**BRIEF**
The line containing "fn get_state(&self) -> S;" marks the end: output every line of the data up to it, and that line too, exactly as written.

Dataset entries:
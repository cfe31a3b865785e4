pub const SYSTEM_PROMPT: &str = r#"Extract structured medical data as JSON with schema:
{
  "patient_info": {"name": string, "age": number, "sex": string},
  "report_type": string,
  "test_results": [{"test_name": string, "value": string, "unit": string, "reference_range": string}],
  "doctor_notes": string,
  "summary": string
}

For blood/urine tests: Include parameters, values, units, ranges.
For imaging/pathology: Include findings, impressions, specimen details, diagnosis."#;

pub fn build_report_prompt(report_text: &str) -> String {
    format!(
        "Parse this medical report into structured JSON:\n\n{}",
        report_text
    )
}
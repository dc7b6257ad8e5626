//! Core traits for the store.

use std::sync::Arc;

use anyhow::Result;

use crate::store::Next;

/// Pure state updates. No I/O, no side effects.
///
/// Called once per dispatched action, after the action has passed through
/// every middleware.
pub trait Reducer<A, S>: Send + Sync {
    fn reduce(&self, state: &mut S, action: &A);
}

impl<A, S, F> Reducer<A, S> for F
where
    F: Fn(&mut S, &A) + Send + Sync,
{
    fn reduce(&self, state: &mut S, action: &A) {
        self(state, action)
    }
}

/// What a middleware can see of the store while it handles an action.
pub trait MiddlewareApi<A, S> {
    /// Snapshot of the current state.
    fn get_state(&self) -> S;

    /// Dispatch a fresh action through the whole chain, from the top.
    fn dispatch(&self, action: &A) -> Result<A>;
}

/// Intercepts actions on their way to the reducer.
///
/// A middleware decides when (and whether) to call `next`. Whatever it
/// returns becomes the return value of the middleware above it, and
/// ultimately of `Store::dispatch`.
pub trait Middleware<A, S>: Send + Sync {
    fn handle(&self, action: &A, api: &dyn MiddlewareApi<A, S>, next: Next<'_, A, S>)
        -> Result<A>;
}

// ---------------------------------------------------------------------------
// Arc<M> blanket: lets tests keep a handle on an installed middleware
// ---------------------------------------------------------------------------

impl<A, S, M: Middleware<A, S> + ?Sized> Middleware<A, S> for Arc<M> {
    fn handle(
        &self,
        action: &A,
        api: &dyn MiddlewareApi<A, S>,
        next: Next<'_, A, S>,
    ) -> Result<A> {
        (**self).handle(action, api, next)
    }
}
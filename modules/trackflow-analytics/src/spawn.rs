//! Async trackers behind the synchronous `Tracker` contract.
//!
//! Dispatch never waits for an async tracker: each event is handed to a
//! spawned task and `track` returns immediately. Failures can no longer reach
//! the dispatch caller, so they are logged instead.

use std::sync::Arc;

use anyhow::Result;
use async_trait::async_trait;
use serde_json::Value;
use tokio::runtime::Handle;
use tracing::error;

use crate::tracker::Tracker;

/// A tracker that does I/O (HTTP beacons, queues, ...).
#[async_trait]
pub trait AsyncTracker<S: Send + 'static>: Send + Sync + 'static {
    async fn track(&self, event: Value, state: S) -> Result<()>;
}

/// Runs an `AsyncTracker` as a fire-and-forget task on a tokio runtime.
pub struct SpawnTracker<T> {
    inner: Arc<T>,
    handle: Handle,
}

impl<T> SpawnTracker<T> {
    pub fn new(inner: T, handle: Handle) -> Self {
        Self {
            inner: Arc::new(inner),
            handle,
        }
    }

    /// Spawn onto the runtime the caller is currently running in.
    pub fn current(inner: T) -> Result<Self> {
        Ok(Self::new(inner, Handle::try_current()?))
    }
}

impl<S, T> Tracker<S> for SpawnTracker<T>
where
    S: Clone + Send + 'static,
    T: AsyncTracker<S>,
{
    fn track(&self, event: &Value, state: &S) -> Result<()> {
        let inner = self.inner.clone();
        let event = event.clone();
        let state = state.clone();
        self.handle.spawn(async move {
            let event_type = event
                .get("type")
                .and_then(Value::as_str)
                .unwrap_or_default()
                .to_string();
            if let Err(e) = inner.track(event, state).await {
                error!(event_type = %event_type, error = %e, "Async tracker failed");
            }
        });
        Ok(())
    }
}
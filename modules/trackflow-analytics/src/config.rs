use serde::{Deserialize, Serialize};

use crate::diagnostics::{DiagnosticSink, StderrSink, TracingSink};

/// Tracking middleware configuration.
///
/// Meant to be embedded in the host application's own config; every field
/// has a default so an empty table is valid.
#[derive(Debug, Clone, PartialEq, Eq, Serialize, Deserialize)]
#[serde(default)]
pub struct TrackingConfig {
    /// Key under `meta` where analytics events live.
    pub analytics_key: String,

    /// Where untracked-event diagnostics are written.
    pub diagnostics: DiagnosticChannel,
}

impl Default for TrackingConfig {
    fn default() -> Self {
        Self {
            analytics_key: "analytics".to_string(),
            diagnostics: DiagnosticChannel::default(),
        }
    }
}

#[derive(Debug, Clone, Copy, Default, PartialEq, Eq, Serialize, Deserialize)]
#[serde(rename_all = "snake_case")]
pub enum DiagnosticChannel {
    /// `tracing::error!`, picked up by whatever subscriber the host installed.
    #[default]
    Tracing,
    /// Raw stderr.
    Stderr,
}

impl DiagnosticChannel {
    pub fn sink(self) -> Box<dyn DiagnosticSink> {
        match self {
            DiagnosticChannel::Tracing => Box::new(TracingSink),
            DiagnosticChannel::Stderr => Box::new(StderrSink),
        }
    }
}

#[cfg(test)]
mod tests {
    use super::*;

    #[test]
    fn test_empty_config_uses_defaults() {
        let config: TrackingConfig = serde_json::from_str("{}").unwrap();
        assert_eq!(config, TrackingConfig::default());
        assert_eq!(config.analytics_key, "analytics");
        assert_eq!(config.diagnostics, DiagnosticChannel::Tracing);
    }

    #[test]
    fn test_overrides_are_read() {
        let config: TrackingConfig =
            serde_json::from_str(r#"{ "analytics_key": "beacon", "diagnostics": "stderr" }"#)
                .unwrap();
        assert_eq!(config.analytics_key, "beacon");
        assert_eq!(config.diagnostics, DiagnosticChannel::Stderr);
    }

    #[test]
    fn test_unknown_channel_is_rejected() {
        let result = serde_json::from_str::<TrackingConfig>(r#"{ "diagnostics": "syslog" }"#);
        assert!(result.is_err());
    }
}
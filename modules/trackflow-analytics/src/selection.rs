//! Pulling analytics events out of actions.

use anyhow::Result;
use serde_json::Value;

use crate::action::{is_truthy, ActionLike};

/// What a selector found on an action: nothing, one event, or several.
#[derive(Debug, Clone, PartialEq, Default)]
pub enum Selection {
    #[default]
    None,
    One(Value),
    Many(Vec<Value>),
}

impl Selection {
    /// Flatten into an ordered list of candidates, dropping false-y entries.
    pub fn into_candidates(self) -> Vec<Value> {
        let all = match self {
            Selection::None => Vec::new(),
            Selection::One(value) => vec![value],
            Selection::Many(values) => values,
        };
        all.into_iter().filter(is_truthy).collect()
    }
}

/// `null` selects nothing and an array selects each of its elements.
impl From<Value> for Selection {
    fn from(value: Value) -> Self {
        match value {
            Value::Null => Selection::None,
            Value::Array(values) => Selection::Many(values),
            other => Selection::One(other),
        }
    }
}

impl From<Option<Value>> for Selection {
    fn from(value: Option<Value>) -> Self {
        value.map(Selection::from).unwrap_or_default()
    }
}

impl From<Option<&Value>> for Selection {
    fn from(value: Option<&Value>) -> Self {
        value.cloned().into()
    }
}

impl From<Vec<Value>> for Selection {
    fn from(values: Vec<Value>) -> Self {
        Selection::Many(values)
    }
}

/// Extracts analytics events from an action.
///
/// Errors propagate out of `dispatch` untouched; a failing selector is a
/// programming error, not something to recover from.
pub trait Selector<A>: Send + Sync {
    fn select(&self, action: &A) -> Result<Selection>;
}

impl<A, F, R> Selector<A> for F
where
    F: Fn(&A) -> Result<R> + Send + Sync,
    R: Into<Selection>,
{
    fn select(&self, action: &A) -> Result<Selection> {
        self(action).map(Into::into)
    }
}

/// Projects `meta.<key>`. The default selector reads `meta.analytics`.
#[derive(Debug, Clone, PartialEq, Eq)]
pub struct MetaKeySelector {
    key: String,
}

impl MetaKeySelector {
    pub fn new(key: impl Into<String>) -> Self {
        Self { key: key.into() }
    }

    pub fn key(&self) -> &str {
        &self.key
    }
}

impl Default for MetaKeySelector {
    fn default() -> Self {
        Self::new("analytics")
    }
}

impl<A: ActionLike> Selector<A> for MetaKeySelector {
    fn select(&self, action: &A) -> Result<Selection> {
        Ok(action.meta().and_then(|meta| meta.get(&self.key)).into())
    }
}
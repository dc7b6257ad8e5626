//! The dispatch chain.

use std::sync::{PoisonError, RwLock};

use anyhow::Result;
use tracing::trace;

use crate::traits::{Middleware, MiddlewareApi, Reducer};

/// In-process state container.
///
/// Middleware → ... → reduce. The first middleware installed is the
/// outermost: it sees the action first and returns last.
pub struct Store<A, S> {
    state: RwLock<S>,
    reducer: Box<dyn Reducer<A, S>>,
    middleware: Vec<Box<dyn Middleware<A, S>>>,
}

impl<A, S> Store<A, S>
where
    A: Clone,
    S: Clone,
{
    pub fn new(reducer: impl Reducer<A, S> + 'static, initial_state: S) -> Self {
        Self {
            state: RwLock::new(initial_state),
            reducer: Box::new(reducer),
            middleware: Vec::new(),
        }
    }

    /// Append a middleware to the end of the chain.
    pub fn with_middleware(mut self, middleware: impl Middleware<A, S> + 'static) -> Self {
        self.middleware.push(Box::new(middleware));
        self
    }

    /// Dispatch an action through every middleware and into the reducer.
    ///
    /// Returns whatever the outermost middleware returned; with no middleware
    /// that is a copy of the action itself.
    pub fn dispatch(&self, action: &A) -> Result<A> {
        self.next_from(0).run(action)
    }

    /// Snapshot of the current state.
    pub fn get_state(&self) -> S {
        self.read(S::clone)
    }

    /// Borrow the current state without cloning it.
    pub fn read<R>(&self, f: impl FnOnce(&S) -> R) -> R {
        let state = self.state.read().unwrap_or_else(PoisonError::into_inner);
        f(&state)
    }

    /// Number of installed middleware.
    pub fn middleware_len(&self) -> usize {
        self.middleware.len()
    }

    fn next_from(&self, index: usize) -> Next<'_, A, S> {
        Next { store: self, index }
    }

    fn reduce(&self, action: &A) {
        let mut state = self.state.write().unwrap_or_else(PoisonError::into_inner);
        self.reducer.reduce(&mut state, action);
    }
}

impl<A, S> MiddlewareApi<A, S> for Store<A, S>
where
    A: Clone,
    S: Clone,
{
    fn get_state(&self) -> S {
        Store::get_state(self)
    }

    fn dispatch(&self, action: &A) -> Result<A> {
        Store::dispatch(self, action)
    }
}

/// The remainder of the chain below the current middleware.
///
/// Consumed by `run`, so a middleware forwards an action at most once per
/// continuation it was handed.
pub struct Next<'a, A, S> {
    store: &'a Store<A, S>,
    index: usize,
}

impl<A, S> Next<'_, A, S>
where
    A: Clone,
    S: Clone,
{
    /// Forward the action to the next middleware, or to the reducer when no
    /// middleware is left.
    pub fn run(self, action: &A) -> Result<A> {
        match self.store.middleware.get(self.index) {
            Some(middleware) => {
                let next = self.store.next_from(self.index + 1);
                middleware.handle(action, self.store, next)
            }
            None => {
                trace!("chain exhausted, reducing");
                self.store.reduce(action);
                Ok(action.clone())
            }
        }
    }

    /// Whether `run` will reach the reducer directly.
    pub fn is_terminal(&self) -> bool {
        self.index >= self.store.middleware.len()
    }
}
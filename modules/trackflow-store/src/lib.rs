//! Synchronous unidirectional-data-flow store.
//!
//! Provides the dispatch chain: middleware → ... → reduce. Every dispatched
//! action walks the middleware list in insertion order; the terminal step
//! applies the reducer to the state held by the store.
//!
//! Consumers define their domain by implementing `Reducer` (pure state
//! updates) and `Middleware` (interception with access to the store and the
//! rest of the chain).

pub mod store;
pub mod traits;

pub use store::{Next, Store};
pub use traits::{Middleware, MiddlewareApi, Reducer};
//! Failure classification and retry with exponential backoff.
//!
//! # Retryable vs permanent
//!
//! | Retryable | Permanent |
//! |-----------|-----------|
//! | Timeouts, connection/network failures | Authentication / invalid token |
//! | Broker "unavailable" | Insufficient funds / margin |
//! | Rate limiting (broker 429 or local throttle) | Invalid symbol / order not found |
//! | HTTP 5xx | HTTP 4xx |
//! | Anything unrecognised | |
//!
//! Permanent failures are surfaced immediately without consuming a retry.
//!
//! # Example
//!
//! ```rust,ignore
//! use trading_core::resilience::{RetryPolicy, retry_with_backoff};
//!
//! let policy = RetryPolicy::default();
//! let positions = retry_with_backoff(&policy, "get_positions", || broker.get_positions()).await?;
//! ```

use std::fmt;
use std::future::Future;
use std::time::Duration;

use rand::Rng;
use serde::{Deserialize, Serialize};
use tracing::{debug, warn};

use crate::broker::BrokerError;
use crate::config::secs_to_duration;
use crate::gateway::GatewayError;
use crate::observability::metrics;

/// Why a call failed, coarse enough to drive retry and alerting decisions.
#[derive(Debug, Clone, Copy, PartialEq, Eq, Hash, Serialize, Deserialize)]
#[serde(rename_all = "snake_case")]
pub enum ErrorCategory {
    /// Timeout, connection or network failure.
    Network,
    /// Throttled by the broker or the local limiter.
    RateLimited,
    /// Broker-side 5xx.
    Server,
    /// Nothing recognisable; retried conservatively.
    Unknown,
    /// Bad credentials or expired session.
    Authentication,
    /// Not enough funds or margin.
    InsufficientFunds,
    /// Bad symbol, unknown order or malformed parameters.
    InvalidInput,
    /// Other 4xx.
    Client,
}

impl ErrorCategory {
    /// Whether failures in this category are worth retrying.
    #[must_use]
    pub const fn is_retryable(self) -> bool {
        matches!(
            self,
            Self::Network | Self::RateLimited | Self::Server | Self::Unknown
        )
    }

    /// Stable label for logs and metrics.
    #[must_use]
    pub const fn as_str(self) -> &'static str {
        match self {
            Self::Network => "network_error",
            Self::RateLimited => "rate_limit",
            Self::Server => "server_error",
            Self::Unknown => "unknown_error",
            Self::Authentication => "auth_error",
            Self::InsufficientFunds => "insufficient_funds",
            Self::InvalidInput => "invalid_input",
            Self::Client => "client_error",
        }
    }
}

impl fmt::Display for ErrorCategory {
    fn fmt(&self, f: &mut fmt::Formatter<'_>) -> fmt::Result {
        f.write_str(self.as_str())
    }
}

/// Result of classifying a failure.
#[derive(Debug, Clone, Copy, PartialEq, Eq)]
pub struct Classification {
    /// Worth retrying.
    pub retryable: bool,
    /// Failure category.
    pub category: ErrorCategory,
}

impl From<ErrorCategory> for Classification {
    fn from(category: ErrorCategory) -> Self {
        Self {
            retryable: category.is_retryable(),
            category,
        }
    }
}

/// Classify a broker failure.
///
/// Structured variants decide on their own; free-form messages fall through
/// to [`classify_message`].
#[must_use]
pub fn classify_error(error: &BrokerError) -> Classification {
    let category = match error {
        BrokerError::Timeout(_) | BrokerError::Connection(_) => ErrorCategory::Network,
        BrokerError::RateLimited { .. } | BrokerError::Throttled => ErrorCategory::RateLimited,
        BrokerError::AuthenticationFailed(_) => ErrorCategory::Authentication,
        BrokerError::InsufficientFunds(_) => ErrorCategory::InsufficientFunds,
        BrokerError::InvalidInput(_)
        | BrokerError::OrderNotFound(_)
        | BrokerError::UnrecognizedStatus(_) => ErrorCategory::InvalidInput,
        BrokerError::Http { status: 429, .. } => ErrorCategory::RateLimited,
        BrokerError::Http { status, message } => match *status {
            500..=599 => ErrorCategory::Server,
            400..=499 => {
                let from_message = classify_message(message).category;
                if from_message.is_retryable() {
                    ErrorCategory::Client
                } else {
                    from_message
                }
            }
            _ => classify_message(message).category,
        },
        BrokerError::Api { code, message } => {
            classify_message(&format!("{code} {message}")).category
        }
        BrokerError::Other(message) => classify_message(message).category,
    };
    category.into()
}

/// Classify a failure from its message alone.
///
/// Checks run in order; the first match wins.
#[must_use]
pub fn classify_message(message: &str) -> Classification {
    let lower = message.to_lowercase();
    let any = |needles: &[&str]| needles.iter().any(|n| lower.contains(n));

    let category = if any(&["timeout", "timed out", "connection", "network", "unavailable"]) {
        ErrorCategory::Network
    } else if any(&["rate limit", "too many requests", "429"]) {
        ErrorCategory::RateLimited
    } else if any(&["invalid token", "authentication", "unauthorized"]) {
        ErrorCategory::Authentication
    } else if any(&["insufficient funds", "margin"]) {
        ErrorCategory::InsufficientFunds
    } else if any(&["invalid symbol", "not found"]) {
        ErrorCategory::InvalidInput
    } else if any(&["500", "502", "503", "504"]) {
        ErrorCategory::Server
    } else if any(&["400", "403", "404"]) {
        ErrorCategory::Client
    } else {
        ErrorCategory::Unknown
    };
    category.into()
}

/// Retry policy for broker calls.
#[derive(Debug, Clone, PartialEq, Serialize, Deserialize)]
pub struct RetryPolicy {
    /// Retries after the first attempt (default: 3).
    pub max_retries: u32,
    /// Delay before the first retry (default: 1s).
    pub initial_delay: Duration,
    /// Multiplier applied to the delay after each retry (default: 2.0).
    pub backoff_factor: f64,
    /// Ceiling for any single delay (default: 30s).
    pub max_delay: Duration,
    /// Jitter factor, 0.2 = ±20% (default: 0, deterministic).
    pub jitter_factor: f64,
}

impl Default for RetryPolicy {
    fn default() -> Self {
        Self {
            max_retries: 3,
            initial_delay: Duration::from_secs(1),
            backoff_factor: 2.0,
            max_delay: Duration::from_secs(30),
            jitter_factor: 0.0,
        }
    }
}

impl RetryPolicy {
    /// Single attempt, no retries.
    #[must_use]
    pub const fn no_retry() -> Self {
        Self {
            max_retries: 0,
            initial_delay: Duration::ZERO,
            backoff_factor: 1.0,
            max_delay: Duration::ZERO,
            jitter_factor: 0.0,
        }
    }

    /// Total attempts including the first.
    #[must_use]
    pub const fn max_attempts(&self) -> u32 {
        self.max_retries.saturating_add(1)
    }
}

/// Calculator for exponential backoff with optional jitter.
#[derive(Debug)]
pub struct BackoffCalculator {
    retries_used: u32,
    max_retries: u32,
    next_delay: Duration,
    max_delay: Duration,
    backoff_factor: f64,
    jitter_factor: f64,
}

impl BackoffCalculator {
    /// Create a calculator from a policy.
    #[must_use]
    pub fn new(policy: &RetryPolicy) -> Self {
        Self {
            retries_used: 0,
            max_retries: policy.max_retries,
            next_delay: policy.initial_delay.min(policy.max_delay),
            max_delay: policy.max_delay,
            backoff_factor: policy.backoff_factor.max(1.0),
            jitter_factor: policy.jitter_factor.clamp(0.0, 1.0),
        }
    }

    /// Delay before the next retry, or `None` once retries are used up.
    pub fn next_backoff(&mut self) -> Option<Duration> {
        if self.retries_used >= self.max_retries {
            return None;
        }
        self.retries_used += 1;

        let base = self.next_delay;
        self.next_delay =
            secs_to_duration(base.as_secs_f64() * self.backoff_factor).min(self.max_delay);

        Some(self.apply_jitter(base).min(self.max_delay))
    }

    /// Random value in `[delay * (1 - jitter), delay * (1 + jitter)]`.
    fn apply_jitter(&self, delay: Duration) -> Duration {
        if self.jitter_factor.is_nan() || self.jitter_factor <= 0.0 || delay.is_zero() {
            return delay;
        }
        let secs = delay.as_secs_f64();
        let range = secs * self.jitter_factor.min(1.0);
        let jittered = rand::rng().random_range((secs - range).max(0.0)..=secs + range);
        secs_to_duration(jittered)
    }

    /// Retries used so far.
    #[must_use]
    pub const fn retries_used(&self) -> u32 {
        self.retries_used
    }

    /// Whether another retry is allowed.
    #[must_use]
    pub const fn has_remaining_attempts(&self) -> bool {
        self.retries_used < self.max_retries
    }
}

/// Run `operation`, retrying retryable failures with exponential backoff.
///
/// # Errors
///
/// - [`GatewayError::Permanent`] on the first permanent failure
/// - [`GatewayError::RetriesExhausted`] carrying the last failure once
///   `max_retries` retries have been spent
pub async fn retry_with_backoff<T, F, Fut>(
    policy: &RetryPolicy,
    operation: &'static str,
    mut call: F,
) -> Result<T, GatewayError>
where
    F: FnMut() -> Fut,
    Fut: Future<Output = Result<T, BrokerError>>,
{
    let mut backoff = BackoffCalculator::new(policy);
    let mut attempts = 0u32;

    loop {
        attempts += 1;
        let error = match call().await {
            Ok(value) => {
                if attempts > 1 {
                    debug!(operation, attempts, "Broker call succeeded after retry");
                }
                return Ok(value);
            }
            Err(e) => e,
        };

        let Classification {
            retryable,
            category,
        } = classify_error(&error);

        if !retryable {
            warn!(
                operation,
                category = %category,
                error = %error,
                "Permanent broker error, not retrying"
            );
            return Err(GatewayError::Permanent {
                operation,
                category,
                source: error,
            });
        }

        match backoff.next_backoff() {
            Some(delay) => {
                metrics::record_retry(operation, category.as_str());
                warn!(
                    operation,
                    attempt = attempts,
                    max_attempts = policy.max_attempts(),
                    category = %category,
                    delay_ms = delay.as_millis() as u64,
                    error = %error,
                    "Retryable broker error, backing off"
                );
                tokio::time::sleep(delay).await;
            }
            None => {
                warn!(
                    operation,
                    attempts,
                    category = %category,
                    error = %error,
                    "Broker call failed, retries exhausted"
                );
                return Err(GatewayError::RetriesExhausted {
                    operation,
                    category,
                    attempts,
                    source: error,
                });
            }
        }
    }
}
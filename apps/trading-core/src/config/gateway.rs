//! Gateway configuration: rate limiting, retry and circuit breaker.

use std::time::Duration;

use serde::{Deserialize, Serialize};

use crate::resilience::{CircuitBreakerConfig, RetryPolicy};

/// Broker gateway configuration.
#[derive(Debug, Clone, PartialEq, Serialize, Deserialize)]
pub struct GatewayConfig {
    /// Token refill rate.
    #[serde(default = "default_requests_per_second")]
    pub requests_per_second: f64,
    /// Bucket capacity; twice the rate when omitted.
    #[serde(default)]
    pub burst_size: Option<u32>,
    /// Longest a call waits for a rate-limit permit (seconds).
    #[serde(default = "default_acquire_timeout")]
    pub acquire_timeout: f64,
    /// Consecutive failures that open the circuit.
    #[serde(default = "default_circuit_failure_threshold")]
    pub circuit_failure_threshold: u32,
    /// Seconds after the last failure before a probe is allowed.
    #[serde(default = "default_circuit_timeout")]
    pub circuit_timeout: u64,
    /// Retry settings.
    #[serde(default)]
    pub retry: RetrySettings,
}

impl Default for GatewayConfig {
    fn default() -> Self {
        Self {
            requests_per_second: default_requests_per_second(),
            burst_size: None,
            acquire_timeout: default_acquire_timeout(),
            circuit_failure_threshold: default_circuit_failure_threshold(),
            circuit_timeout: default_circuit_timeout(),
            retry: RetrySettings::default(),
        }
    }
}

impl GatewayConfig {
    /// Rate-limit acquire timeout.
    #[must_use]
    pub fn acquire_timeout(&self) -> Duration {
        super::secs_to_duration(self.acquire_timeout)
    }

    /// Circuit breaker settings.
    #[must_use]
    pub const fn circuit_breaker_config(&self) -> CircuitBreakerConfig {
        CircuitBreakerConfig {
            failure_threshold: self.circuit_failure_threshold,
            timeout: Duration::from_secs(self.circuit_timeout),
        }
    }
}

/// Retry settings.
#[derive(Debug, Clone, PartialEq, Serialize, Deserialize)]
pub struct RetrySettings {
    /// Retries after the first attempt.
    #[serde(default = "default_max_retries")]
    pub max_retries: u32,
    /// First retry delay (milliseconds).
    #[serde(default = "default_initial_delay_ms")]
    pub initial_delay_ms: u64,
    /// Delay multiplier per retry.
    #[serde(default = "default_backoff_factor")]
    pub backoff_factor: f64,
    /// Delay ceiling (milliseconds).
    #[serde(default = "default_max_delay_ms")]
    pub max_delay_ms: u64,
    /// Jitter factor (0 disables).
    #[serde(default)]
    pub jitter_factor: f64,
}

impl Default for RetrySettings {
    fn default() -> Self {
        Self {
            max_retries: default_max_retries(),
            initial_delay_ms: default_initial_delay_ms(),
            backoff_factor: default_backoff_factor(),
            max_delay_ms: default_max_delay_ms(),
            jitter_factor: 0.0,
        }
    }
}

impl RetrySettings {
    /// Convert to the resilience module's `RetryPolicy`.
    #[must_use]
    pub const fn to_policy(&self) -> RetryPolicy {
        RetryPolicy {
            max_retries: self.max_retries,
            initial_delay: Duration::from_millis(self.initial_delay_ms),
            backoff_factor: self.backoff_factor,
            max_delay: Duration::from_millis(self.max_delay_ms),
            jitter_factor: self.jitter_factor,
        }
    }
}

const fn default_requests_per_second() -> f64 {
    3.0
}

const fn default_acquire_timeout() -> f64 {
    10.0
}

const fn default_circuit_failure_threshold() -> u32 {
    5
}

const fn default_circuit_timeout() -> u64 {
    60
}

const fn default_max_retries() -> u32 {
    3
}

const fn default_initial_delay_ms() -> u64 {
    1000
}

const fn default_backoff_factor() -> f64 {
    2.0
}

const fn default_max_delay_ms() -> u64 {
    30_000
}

**RESULT OF THIS TASK**
repository cfe31a3b865785e4
pub const SYSTEM_PROMPT: &str = r#"Extract structured medical data as JSON with schema:
{
  "patient_info": {"name": string, "age": number, "sex": string},
  "report_type": string,
  "test_results": [{"test_name": string, "value": string, "unit": string, "reference_range": string}],
  "doctor_notes": string,
  "summary": string
}

For blood/urine tests: Include parameters, values, units, ranges.
For imaging/pathology: Include findings, impressions, specimen details, diagnosis."#;

pub fn build_report_prompt(report_text: &str) -> String {
    format!(
        "Parse this medical report into structured JSON:\n\n{}",
        report_text
    )
}
repository dc7b6257ad8e5626
//! Core traits for the store.

use std::sync::Arc;

use anyhow::Result;

use crate::store::Next;

/// Pure state updates. No I/O, no side effects.
///
/// Called once per dispatched action, after the action has passed through
/// every middleware.
pub trait Reducer<A, S>: Send + Sync {
    fn reduce(&self, state: &mut S, action: &A);
}

impl<A, S, F> Reducer<A, S> for F
where
    F: Fn(&mut S, &A) + Send + Sync,
{
    fn reduce(&self, state: &mut S, action: &A) {
        self(state, action)
    }
}

/// What a middleware can see of the store while it handles an action.
pub trait MiddlewareApi<A, S> {
    /// Snapshot of the current state.
    fn get_state(&self) -> S;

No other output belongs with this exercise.